Doctoral Student's Poster Recognized

Nano-scale Zero-Valent Iron: an Effective Mitigant that also Pollutes
The persistence of nano-scale iron particles raises environmental questions

Adeyemi Adeleye

Second-year doctoral student Adeyemi "Yemi" Adeleye and his co-authors received a certificate of merit from the Division of Environmental Chemistry of the American Chemical Society (ACS) for his poster presentation at the recent ACS meeting in Philadelphia.

The certificate recognizes ACS members who are making their first presentation at a national meeting of the Environmental Chemistry Division. Yemi's presentation was "judged to be of high quality [in forwarding] the efforts of the Enviromental Chemistry Divistion to better understand and protect the environment."

Adeleye's poster summarized a paper co-authored by Bren professors Arturo Keller and Hunter Lenihan and researcher Robert Miller describing a project related to the increasing use of nanoscale zero-valant iron (nZVI) in remediating a wide rage of environmental pollutants.

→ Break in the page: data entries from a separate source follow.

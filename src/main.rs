use anyhow::Context;

use kube_event_sink::app::{self, Config};

#[tokio::main]
async fn main() -> anyhow::Result<()> {
    let config =
        Config::from_args(std::env::args()).context("failed to load configuration")?;
    app::run(config).await
}
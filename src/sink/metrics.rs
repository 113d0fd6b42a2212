use prometheus::{Counter, CounterVec, Registry};

/// Delivery counters exposed by the sink.
///
/// Injected at construction and shared by the handle, the engine and the
/// writer backends; the sink only ever increments them, never reads them
/// back for control flow.
#[derive(Clone)]
pub struct SinkMetrics {
    received_entries: CounterVec,
    write_requests: CounterVec,
    accepted_entries: Counter,
}

impl SinkMetrics {
    pub fn new(registry: &Registry) -> Result<Self, prometheus::Error> {
        let received_entries = CounterVec::new(
            prometheus::Opts::new(
                "events_received_total",
                "Number of entries received by the sink, by source component",
            ),
            &["component"],
        )?;
        registry.register(Box::new(received_entries.clone()))?;

        let write_requests = CounterVec::new(
            prometheus::Opts::new(
                "write_requests_total",
                "Number of writer requests issued, by result status",
            ),
            &["status"],
        )?;
        registry.register(Box::new(write_requests.clone()))?;

        let accepted_entries = Counter::new(
            "entries_accepted_total",
            "Number of entries accepted by the writer",
        )?;
        registry.register(Box::new(accepted_entries.clone()))?;

        Ok(Self {
            received_entries,
            write_requests,
            accepted_entries,
        })
    }

    /// Counters registered against a throwaway registry, for tests and
    /// wiring that does not scrape.
    pub fn unregistered() -> Self {
        // A fresh registry cannot collide.
        Self::new(&Registry::new()).expect("fresh registry rejected sink counters")
    }

    pub fn observe_received(&self, component: &str) {
        self.received_entries.with_label_values(&[component]).inc();
    }

    pub fn observe_request(&self, status: &str) {
        self.write_requests.with_label_values(&[status]).inc();
    }

    pub fn observe_accepted(&self, count: usize) {
        self.accepted_entries.inc_by(count as f64);
    }

    pub fn received_count(&self, component: &str) -> u64 {
        self.received_entries.with_label_values(&[component]).get() as u64
    }

    pub fn request_count(&self, status: &str) -> u64 {
        self.write_requests.with_label_values(&[status]).get() as u64
    }

    pub fn accepted_count(&self) -> u64 {
        self.accepted_entries.get() as u64
    }
}

#[cfg(test)]
mod tests {
    use super::*;

    #[test]
    fn counters_register_once_per_registry() {
        let registry = Registry::new();
        assert!(SinkMetrics::new(&registry).is_ok());
        // Second registration against the same registry collides.
        assert!(SinkMetrics::new(&registry).is_err());
    }

    #[test]
    fn increments_are_visible_per_label() {
        let metrics = SinkMetrics::unregistered();
        metrics.observe_received("kubelet");
        metrics.observe_received("kubelet");
        metrics.observe_received("scheduler");
        metrics.observe_request("200");
        metrics.observe_accepted(7);

        assert_eq!(metrics.received_count("kubelet"), 2);
        assert_eq!(metrics.received_count("scheduler"), 1);
        assert_eq!(metrics.request_count("200"), 1);
        assert_eq!(metrics.request_count("error"), 0);
        assert_eq!(metrics.accepted_count(), 7);
    }
}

According to the abstract, "Bench and field pilot studies have recorded successful cleanup of many pollutants using nZVI and other iron-mediated nanoparticles. However, a major question remains unanswered: what is the long-term environmental fate of the iron nanoparticles used for remediation?"

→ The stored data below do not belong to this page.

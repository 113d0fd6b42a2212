use std::sync::Arc;
use tokio::sync::{OwnedSemaphorePermit, Semaphore};

/// Bounds the number of simultaneously in-flight writer calls.
///
/// One slot is held per dispatch task for the full duration of its writer
/// call. Shutdown uses `drain` to take every slot without giving them back,
/// which can only complete once all outstanding tasks have released theirs.
#[derive(Debug, Clone)]
pub struct ConcurrencyGate {
    semaphore: Arc<Semaphore>,
    capacity: usize,
}

/// One occupied gate slot. Dropping it releases the slot, which each
/// dispatch task does exactly once, after its writer call returns.
#[derive(Debug)]
pub struct GatePermit {
    _permit: OwnedSemaphorePermit,
}

impl ConcurrencyGate {
    pub fn new(capacity: usize) -> Self {
        Self {
            semaphore: Arc::new(Semaphore::new(capacity)),
            capacity,
        }
    }

    /// Wait until a slot is free, then occupy it.
    pub async fn acquire(&self) -> GatePermit {
        let permit = Arc::clone(&self.semaphore)
            .acquire_owned()
            .await
            .expect("gate semaphore closed");
        GatePermit { _permit: permit }
    }

    /// Take every slot and keep them. Completes only once no task holds a
    /// slot; afterwards the gate admits nothing, which is the point: the
    /// process is shutting down.
    pub async fn drain(&self) {
        let permits = self
            .semaphore
            .acquire_many(self.capacity as u32)
            .await
            .expect("gate semaphore closed");
        permits.forget();
    }

    pub fn capacity(&self) -> usize {
        self.capacity
    }

    pub fn available(&self) -> usize {
        self.semaphore.available_permits()
    }
}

To find out, the researchers aged three types of commercial nZVI in various aqueous media, including a groundwater sample, under aerobic and anaerobic conditions for 28 days, and found that the bulk of the nZVI injected into polluted sites will end up in the sediment phase of the aquifer.

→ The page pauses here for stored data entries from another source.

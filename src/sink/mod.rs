//! The batching, concurrency-bounded event sink.
//!
//! `new` wires a handle/engine pair around a bounded ingestion channel:
//! the `EventSink` handle implements the upstream `EventHandler` contract
//! and normalizes notifications into entries; the `DispatchEngine` owns the
//! buffer, the flush timer and the concurrency gate, and ships sealed
//! batches through the configured writer.

pub mod buffer;
pub mod config;
pub mod engine;
pub mod gate;
pub mod metrics;

pub use buffer::{Batch, EntryBuffer, FlushReason};
pub use config::{SinkConfig, SinkConfigError};
pub use engine::DispatchEngine;
pub use gate::{ConcurrencyGate, GatePermit};
pub use metrics::SinkMetrics;

use crate::domain::{ClusterEvent, LogEntry};
use crate::normalize::EntryFactory;
use crate::writer::LogWriter;
use async_trait::async_trait;
use std::sync::Arc;
use std::sync::atomic::{AtomicBool, Ordering};
use tokio::sync::mpsc;
use tokio_util::sync::CancellationToken;
use tracing::{debug, warn};

/// Synthetic entry emitted once per engine lifetime, on the first full
/// list/sync notification.
const STARTUP_MESSAGE: &str =
    "Started watching cluster events. Events before this point may have been lost.";

/// Upstream notification contract. The watcher delivers at least once and
/// the sink does not deduplicate.
#[async_trait]
pub trait EventHandler: Send + Sync {
    async fn on_add(&self, event: &ClusterEvent);

    /// `old` is the previous version of the event when the watcher has one;
    /// used only for the count-regression warning.
    async fn on_update(&self, old: Option<&ClusterEvent>, event: &ClusterEvent);

    async fn on_delete(&self, event: &ClusterEvent);

    /// Full list/sync notification. Only lifecycle significance: the first
    /// one triggers the startup message.
    async fn on_list(&self);
}

/// Cloneable producer side of the sink: normalizes notifications and feeds
/// the engine's ingestion channel. Sends suspend while the channel is full,
/// which is the system's upstream backpressure point.
#[derive(Clone)]
pub struct EventSink {
    entry_tx: mpsc::Sender<LogEntry>,
    factory: EntryFactory,
    metrics: SinkMetrics,
    before_first_list: Arc<AtomicBool>,
}

impl EventSink {
    async fn submit_event(&self, event: &ClusterEvent) {
        self.metrics.observe_received(&event.source.component);
        self.submit(self.factory.from_event(event)).await;
    }

    async fn submit(&self, entry: LogEntry) {
        if self.entry_tx.send(entry).await.is_err() {
            debug!("Dispatch engine stopped, dropping entry");
        }
    }
}

#[async_trait]
impl EventHandler for EventSink {
    async fn on_add(&self, event: &ClusterEvent) {
        self.submit_event(event).await;
    }

    async fn on_update(&self, old: Option<&ClusterEvent>, event: &ClusterEvent) {
        if let Some(old) = old {
            if event.count != old.count + 1 {
                warn!(
                    reason = %event.reason,
                    resource = %event.involved_object.name,
                    old_count = old.count,
                    new_count = event.count,
                    "Event count did not increase by one between sync cycles"
                );
            }
        }
        self.submit_event(event).await;
    }

    async fn on_delete(&self, _event: &ClusterEvent) {
        // Deletions carry no delivery obligation.
    }

    async fn on_list(&self) {
        if self.before_first_list.swap(false, Ordering::SeqCst) {
            self.submit(self.factory.from_message(STARTUP_MESSAGE)).await;
        }
    }
}

/// Build a connected handle/engine pair. Fails fast on unusable tuning
/// values; nothing is spawned here — the caller runs the engine.
pub fn new(
    config: SinkConfig,
    factory: EntryFactory,
    writer: Arc<dyn LogWriter>,
    metrics: SinkMetrics,
    stop: CancellationToken,
) -> Result<(EventSink, DispatchEngine), SinkConfigError> {
    config.validate()?;

    // Ingestion capacity tracks the batch bound: at most one unflushed
    // batch's worth of entries queues up behind a stalled control loop.
    let (entry_tx, entry_rx) = mpsc::channel(config.max_buffer_size);

    let handle = EventSink {
        entry_tx,
        factory,
        metrics: metrics.clone(),
        before_first_list: Arc::new(AtomicBool::new(true)),
    };
    let engine = DispatchEngine::new(entry_rx, config, writer, metrics, stop);

    Ok((handle, engine))
}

"The study demonstrated that injection of nZVI into the ground for remediation purposes should be preceded by proper evaluation of the specific site in order to be able to project the possible changes the nZVI may cause and how it might influence the ecosystem," says Adeleye.

The implications of the persistence of nZVI in the subsurface, mainly as iron oxides include:

  • Organisms in the subsurface and aquatic systems around injection wells may be exposed to potentially toxic levels of iron species, as has been demonstrated by another study carried out in the same lab.
  • High levels of iron particulates could affect groundwater transport by reducing aquifer porosity and permeability.
  • Possible contamination of groundwater with high levels of iron.
  • The potential of elemental iron to change water chemistry drastically, which may in turn affect the ecosystem supported by the water.

Adeleye's goal as a doctoral student is to better understand the fate and transport of nanoparticles in the environment. A scientific paper based on this experiment has been written and is currently under review.